*TASK BRIEF*: State, as one number, how many lines in these records hold "Clone".

*RECORDS FOR THE TASK*:

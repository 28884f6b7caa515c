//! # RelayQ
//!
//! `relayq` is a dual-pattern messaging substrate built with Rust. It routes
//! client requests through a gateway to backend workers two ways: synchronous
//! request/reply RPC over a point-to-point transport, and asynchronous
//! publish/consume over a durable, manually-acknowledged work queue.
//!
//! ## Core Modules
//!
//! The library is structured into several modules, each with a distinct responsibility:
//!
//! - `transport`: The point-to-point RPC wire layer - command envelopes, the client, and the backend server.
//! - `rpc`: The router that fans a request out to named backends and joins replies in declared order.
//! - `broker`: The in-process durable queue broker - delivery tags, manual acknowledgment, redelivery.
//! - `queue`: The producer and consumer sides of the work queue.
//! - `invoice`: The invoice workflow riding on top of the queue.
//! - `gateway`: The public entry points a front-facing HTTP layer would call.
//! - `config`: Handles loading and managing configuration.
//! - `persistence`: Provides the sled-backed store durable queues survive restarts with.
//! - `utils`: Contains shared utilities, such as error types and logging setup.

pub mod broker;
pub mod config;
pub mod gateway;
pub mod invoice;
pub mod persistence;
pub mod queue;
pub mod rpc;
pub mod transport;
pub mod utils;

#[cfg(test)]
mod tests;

==

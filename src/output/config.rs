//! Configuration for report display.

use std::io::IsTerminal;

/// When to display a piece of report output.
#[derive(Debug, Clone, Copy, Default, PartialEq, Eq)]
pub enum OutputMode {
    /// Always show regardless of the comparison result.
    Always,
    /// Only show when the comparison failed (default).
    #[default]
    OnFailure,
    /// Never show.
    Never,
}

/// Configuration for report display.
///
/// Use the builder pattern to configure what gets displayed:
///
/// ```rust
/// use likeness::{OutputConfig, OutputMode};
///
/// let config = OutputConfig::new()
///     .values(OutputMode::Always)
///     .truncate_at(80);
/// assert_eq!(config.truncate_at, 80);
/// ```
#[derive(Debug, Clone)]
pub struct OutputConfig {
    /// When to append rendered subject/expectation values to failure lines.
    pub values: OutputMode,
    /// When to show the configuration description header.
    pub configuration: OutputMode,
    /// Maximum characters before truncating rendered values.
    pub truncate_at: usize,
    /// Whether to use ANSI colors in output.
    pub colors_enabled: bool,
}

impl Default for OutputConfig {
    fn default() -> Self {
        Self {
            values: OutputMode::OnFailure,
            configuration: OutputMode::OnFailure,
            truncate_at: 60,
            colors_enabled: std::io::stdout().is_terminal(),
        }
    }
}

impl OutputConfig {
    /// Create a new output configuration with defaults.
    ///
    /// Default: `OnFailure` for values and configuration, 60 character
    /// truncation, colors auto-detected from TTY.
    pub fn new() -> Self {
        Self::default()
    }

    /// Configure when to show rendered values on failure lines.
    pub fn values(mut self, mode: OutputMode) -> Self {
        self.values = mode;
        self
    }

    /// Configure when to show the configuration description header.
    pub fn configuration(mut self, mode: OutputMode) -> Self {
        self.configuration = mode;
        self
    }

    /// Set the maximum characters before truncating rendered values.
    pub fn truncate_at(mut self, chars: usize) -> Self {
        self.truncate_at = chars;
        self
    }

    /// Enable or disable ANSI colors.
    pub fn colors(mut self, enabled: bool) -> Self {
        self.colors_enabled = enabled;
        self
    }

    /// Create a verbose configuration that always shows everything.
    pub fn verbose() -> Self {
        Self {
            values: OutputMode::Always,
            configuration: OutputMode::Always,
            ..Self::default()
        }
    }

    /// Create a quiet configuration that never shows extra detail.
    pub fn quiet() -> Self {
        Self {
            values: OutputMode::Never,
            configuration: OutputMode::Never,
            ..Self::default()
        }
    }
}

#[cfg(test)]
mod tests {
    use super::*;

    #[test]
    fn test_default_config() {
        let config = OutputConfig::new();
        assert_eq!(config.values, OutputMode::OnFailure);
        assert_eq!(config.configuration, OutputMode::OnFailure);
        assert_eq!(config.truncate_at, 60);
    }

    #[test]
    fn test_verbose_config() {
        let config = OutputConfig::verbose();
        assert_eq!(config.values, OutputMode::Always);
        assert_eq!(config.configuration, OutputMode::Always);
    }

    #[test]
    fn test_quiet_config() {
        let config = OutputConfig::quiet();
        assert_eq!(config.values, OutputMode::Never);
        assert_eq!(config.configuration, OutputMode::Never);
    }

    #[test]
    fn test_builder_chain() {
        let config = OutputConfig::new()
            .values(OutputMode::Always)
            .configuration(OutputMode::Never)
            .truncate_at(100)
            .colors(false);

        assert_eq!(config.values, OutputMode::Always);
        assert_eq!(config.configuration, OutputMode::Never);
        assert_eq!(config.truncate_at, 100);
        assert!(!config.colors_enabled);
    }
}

*PROBLEM SOLUTION*: 2